Kaur’s text then begins addressing the dominant construction of children and childhood in India. It brings in analyses of perceptions, and imaginations that feed into the exploration of how childhood has been culturally understood and experienced. Here, the author begins by locating it within the realms of family belonging to different social classes in Delhi. To delineate the perspectives of three generations, Kaur has made constant use of diagrams and charts which clarified various intersecting viewpoints. While mapping this construction in actual family processes, Kaur made some interesting comments about time, children’s perception of their involvement in the day-to-day life of the household, seeking agency through silence, the dynamics of lying, and children’s understanding of generational gradation and vulnerabilities.

In later chapters on generational order, and diversity in childhood important sociological insights on kinship, nature of relatedness and lineage have emerged. Mostly, we understand this from the narratives of the children where they have reinstated the value of their presence as blood-bearers, of establishing relatedness, continuing lineage and providing various kinds of support for their parents and grandparents. The last two chapters tried to tie various strands of the arguments mentioned previously into an overall understanding of childhood that currently exists in India. It showed how contemporary childhood differed from the childhood of the parents’ and grandparents’ generations. Emphasis on other matters concerning childhood was mostly used as a way to measure the meanings attached to it in different generations and discover the dualism that emerges out of the researcher’s data.

The strongly empirical nature of Kaur’s work has opened doors to various kinds of debates and deliberations childhood studies in India can engage with. Firstly, the author argues that there is a need to study children and adults together since both participate in each other’s everyday life intrinsically. Thorne (1987) had argued her case for childhood studies along the lines of woman’s studies- where, just like women, children need to be studied in their own right. Feminist works have been successful in putting that to practice by studying women solely without men’s perspectives acting as a yardstick to measure and compare. Kaur’s work has brought together not only narratives of children but also of the parents and grandparents’ generation to compare and understand childhood. While this offers space for comparison and estimation, it also disallows children from being taken seriously without an adult perspective validating that experience. This may inadvertently corrode the agency of the child which recent scholarship on childhood studies has been emphasising.

Secondly, in an urban space, why choose class as a starting point to enter into understanding childhood? The author gives various examples of childhood and class, which may also apply to other social categories like gender, religion, caste or ethnicity. In a later chapter, Kaur has engaged particularly with class by bringing finer nuances, and rhythms of everyday lives to the fore. Among children gender, alongside class plays a role in determining their social reality, as has been evident in Hia Sen’s (2012) work on the middle-class, Bengali children. Sen has dealt with the culture of clothing, and forms of household chores to show how gender and class work together to shape childhood experiences across different generations.

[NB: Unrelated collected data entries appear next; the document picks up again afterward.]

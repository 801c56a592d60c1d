//! Device PoC - device-side telemetry agent
//!
//! Connects to the cloud IoT platform over MQTT, publishes synthetic sensor
//! readings on a fixed interval, and logs commands received from
//! applications.
//!
//! Module structure:
//! - `domain/` - Telemetry packets and inbound command model
//! - `io/` - External interfaces (MQTT session, publisher, keepalive HTTP)
//! - `infra/` - Infrastructure (Config)

use clap::Parser;
use device_poc::infra::Config;
use device_poc::io::{start_keepalive_server, PlatformSession, TelemetryPublisher};
use tokio::sync::watch;
use tracing::info;
use tracing_subscriber::fmt::time::UtcTime;
use tracing_subscriber::EnvFilter;

/// Device PoC - IoT platform device-side telemetry agent
#[derive(Parser, Debug)]
#[command(name = "device-poc", version, about)]
struct Args {
    /// Path to TOML configuration file
    #[arg(short, long, default_value = "config/dev.toml")]
    config: String,
}

#[tokio::main]
async fn main() -> anyhow::Result<()> {
    // Initialize structured logging with configurable level via RUST_LOG env var
    // Default: INFO, use RUST_LOG=debug to log every emitted packet
    let filter = EnvFilter::try_from_default_env().unwrap_or_else(|_| EnvFilter::new("info"));

    tracing_subscriber::fmt()
        .with_env_filter(filter)
        .with_timer(UtcTime::rfc_3339())
        .with_target(false)
        .init();

    info!(git_hash = env!("GIT_HASH"), "device-poc starting");

    let args = Args::parse();

    // TOML file (if present) plus IOTF_* / PORT environment overrides
    let config = Config::load_from_path(&args.config);

    info!(
        config_file = %config.config_file(),
        org = %config.org(),
        device_id = %config.device_id(),
        device_type = %config.device_type(),
        broker_host = %config.broker_host(),
        broker_port = %config.broker_port(),
        qos = %config.qos(),
        publish_interval_ms = %config.publish_interval_ms(),
        keepalive_port = %config.keepalive_port(),
        "config_loaded"
    );

    // Create shutdown and connected signals
    let (shutdown_tx, shutdown_rx) = watch::channel(false);
    let (connected_tx, connected_rx) = watch::channel(false);

    // Start keepalive HTTP listener (bind failure is logged, not fatal)
    let keepalive_port = config.keepalive_port();
    let keepalive_shutdown = shutdown_rx.clone();
    tokio::spawn(async move {
        start_keepalive_server(keepalive_port, keepalive_shutdown).await;
    });

    // Connect to the platform; the event loop driver exits the process on
    // any broker error
    let session = PlatformSession::connect(&config, connected_tx, shutdown_rx.clone()).await?;

    // Start the periodic publisher; it waits for the connected signal
    let publisher = TelemetryPublisher::new(session, config.publish_interval_ms());
    let publisher_shutdown = shutdown_rx.clone();
    let publisher_task = tokio::spawn(async move {
        publisher.run(connected_rx, publisher_shutdown).await;
    });

    // Handle shutdown on Ctrl+C
    tokio::signal::ctrl_c().await.ok();
    info!("shutdown_signal_received");
    let _ = shutdown_tx.send(true);
    publisher_task.await.ok();

    info!("device-poc shutdown complete");
    Ok(())
}
// Copyright (c) 2024-2025 DeepGraph Inc.
// SPDX-License-Identifier: Apache-2.0
//
//! Durable indexed store
//!
//! Typed, named collections over the trees of a storage driver. Every write is
//! staged in a per-collection overlay until [`CatalogStore::commit`] applies all
//! overlays to their trees; [`CatalogStore::rollback`] throws them away. Reads
//! consult the overlay first, so a caller always sees its own uncommitted work.

use super::entities::*;
use super::error::{CatalogError, CatalogResult};
use crate::storage::{BoxedDriver, StorageTree, TreeStatistics};
use log::{debug, warn};
use parking_lot::{Mutex, RwLock};
use serde::de::DeserializeOwned;
use serde::Serialize;
use std::collections::BTreeMap;
use std::marker::PhantomData;

// ---------------------------------------------------------------------------
// Key encoding
// ---------------------------------------------------------------------------

/// Order-preserving binary key encoding
///
/// Integers are written big-endian so byte order equals numeric order and a
/// fixed-width leading component can be used as a scan prefix. A `String`
/// component consumes the remaining bytes and therefore must come last.
pub trait KeyCodec: Sized {
    fn encode_into(&self, out: &mut Vec<u8>);

    /// Decode one component and return the unconsumed tail
    fn decode_from(bytes: &[u8]) -> CatalogResult<(Self, &[u8])>;

    fn encode(&self) -> Vec<u8> {
        let mut out = Vec::new();
        self.encode_into(&mut out);
        out
    }

    fn decode(bytes: &[u8]) -> CatalogResult<Self> {
        let (key, rest) = Self::decode_from(bytes)?;
        if !rest.is_empty() {
            return Err(malformed_key(bytes));
        }
        Ok(key)
    }
}

fn malformed_key(bytes: &[u8]) -> CatalogError {
    CatalogError::SerializationError(format!("malformed key {:?}", bytes))
}

impl KeyCodec for u64 {
    fn encode_into(&self, out: &mut Vec<u8>) {
        out.extend_from_slice(&self.to_be_bytes());
    }

    fn decode_from(bytes: &[u8]) -> CatalogResult<(Self, &[u8])> {
        if bytes.len() < 8 {
            return Err(malformed_key(bytes));
        }
        let (head, tail) = bytes.split_at(8);
        let mut buf = [0u8; 8];
        buf.copy_from_slice(head);
        Ok((u64::from_be_bytes(buf), tail))
    }
}

impl KeyCodec for String {
    fn encode_into(&self, out: &mut Vec<u8>) {
        out.extend_from_slice(self.as_bytes());
    }

    fn decode_from(bytes: &[u8]) -> CatalogResult<(Self, &[u8])> {
        let s = String::from_utf8(bytes.to_vec()).map_err(|_| malformed_key(bytes))?;
        Ok((s, &[]))
    }
}

impl KeyCodec for Vec<u64> {
    fn encode_into(&self, out: &mut Vec<u8>) {
        for id in self {
            id.encode_into(out);
        }
    }

    fn decode_from(bytes: &[u8]) -> CatalogResult<(Self, &[u8])> {
        if bytes.len() % 8 != 0 {
            return Err(malformed_key(bytes));
        }
        let mut ids = Vec::with_capacity(bytes.len() / 8);
        let mut rest = bytes;
        while !rest.is_empty() {
            let (id, tail) = u64::decode_from(rest)?;
            ids.push(id);
            rest = tail;
        }
        Ok((ids, rest))
    }
}

impl<A: KeyCodec, B: KeyCodec> KeyCodec for (A, B) {
    fn encode_into(&self, out: &mut Vec<u8>) {
        self.0.encode_into(out);
        self.1.encode_into(out);
    }

    fn decode_from(bytes: &[u8]) -> CatalogResult<(Self, &[u8])> {
        let (a, rest) = A::decode_from(bytes)?;
        let (b, rest) = B::decode_from(rest)?;
        Ok(((a, b), rest))
    }
}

Finer aspects of gender emerged through the narratives in Kaur’s book but the lens of class seems to have occluded them from making a case for a further intersection.

From the beginning until the end of the book, Kaur has deliberated on the aspect of children’s role as ‘co-constructors’ of their social environment. Using examples from everyday lives and borrowing from James and Prout (1997), she has debunked the idea that children may not be active participants as social actors. In studying cases of child sexual abuse, Jenny Kitzinger (1997) has brought narratives of these children who have been labelled as innocent and passive victims of the violence. She argues against such a popular perception where children’s agency of being a co-constructor is side-lined. Through her work, Kitzinger has laid down the implications of children’s role as co-constructors of their reality through an analysis of power in society. What does the role of co-constructor imply for urban children across varying social classes in India? What form of power or its lack thereof means for these children? To what extent do broader political decisions of the Indian state for/against children affect their role as co-constructors of their social space? Perhaps, these are questions which shall now become essential to answer to make a firmer case for children as actors or co-constructors of their social space.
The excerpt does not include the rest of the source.